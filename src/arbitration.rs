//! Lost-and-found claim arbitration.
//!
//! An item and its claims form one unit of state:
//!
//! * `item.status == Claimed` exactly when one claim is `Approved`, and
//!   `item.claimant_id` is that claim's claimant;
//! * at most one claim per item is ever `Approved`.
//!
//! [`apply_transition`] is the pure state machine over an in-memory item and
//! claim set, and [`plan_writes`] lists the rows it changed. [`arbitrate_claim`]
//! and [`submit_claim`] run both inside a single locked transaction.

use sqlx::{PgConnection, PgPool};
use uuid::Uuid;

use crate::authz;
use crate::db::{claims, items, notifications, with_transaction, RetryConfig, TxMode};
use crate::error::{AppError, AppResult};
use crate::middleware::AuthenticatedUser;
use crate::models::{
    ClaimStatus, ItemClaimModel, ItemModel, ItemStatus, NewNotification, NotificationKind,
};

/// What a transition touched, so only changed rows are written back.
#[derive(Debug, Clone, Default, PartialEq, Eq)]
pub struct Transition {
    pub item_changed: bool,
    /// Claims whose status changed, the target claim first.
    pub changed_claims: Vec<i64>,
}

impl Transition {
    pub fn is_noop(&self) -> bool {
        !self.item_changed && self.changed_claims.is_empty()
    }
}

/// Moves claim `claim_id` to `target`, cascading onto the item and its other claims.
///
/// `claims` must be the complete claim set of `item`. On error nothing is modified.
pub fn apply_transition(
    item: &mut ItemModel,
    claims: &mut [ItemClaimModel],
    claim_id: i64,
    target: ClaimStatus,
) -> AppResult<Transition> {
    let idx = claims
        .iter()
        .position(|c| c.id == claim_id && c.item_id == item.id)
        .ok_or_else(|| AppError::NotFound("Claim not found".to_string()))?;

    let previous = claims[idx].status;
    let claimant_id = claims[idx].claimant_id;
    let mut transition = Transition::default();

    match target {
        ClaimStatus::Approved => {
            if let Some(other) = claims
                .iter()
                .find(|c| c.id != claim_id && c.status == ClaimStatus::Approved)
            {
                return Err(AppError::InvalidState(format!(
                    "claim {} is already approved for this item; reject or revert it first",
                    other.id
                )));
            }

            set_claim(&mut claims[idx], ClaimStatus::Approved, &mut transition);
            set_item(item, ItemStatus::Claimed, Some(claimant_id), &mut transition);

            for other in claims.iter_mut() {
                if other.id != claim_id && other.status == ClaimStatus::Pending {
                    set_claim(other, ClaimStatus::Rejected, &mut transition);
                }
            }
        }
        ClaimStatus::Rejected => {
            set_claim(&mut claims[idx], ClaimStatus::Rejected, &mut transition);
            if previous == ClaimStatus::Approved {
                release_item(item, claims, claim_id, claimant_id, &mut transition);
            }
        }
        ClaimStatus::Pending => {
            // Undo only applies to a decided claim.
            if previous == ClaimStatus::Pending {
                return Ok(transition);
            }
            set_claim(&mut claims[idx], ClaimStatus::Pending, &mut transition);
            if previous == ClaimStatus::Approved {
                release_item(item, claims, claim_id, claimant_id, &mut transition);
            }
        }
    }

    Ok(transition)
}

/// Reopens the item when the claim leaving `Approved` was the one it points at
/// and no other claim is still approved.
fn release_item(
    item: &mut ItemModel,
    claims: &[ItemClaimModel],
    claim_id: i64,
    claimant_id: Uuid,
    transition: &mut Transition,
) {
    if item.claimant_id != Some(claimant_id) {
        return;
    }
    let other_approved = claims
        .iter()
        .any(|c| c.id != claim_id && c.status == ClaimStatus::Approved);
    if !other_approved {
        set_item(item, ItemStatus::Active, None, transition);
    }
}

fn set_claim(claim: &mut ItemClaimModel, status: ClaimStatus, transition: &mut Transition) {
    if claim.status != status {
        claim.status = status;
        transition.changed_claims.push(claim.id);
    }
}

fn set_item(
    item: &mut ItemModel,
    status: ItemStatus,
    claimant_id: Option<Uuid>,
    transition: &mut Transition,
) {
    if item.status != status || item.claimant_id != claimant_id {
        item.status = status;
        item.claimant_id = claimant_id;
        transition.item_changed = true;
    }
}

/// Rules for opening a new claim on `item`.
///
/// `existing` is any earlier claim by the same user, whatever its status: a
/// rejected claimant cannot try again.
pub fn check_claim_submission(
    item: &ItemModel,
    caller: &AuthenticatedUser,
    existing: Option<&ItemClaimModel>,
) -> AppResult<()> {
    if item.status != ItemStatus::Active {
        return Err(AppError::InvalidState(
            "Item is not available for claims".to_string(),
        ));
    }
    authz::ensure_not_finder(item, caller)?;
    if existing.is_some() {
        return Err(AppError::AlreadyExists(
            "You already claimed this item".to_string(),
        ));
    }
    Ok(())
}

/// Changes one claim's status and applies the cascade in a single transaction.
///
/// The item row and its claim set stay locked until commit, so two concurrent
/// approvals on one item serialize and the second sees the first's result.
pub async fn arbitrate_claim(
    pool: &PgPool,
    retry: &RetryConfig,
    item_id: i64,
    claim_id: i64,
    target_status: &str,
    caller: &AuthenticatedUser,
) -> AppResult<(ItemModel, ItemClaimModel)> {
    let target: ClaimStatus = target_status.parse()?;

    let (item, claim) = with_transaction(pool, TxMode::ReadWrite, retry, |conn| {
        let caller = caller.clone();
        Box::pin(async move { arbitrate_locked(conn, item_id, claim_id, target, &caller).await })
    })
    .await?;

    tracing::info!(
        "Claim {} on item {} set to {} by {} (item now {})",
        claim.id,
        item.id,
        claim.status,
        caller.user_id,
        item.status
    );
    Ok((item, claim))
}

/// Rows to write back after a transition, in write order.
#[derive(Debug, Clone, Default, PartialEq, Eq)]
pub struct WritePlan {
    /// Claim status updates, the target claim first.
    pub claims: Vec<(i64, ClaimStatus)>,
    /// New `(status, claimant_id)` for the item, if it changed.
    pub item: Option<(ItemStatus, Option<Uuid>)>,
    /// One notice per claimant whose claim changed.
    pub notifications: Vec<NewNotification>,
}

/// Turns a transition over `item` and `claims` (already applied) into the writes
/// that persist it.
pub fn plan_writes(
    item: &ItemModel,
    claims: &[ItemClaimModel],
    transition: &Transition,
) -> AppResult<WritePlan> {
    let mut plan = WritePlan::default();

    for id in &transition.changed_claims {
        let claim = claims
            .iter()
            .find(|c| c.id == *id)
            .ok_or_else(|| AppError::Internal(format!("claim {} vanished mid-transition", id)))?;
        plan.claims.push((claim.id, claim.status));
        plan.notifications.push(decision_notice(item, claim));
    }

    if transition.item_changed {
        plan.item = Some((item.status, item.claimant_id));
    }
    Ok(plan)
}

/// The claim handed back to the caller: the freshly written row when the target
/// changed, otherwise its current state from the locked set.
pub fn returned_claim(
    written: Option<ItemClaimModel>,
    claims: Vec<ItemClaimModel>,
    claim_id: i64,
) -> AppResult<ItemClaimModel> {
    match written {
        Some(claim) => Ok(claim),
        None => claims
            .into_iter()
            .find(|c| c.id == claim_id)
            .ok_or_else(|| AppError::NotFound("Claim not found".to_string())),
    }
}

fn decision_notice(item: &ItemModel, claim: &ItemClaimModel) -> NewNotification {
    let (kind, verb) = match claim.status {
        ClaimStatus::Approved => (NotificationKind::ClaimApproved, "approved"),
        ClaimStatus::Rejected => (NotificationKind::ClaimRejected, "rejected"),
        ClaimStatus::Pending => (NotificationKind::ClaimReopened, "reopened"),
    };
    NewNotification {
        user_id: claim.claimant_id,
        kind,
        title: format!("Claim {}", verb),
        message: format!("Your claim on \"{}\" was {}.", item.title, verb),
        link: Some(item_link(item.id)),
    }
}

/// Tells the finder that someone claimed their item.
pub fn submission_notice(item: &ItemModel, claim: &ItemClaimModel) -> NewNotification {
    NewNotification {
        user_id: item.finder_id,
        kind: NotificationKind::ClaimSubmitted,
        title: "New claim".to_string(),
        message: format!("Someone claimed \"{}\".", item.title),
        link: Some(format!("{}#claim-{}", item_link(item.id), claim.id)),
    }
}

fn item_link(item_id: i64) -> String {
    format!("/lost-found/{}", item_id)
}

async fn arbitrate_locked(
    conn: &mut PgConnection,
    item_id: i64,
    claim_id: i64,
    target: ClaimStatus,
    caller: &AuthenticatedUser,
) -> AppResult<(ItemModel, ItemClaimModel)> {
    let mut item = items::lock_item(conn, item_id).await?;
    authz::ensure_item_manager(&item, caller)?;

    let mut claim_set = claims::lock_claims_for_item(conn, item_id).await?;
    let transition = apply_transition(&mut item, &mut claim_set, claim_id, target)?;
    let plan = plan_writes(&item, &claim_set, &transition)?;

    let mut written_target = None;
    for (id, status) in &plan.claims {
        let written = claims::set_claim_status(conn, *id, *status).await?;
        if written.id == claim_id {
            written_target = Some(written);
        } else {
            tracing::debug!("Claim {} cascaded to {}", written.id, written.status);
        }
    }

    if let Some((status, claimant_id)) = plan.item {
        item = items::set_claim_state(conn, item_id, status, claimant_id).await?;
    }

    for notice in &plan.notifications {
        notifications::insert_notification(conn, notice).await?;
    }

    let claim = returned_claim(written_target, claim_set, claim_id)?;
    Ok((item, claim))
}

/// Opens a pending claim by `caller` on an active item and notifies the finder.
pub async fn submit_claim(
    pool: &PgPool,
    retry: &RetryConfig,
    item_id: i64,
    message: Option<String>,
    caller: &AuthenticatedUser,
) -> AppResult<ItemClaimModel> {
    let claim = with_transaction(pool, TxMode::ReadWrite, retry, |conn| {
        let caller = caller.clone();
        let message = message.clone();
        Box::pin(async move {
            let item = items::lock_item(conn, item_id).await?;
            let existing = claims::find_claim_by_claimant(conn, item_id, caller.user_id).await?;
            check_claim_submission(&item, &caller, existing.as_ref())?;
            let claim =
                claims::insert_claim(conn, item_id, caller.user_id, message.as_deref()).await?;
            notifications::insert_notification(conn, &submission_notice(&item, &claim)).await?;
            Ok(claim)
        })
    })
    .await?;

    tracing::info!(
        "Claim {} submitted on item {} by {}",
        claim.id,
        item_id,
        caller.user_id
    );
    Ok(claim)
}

....

What you are asked to do: Give again, word for word, the records from their first line to the one with "use crate::authz;", and leave out all else.

Exercise output:
filename src/arbitration.rs
//! Lost-and-found claim arbitration.
//!
//! An item and its claims form one unit of state:
//!
//! * `item.status == Claimed` exactly when one claim is `Approved`, and
//!   `item.claimant_id` is that claim's claimant;
//! * at most one claim per item is ever `Approved`.
//!
//! [`apply_transition`] is the pure state machine over an in-memory item and
//! claim set, and [`plan_writes`] lists the rows it changed. [`arbitrate_claim`]
//! and [`submit_claim`] run both inside a single locked transaction.

use sqlx::{PgConnection, PgPool};
use uuid::Uuid;

use crate::authz;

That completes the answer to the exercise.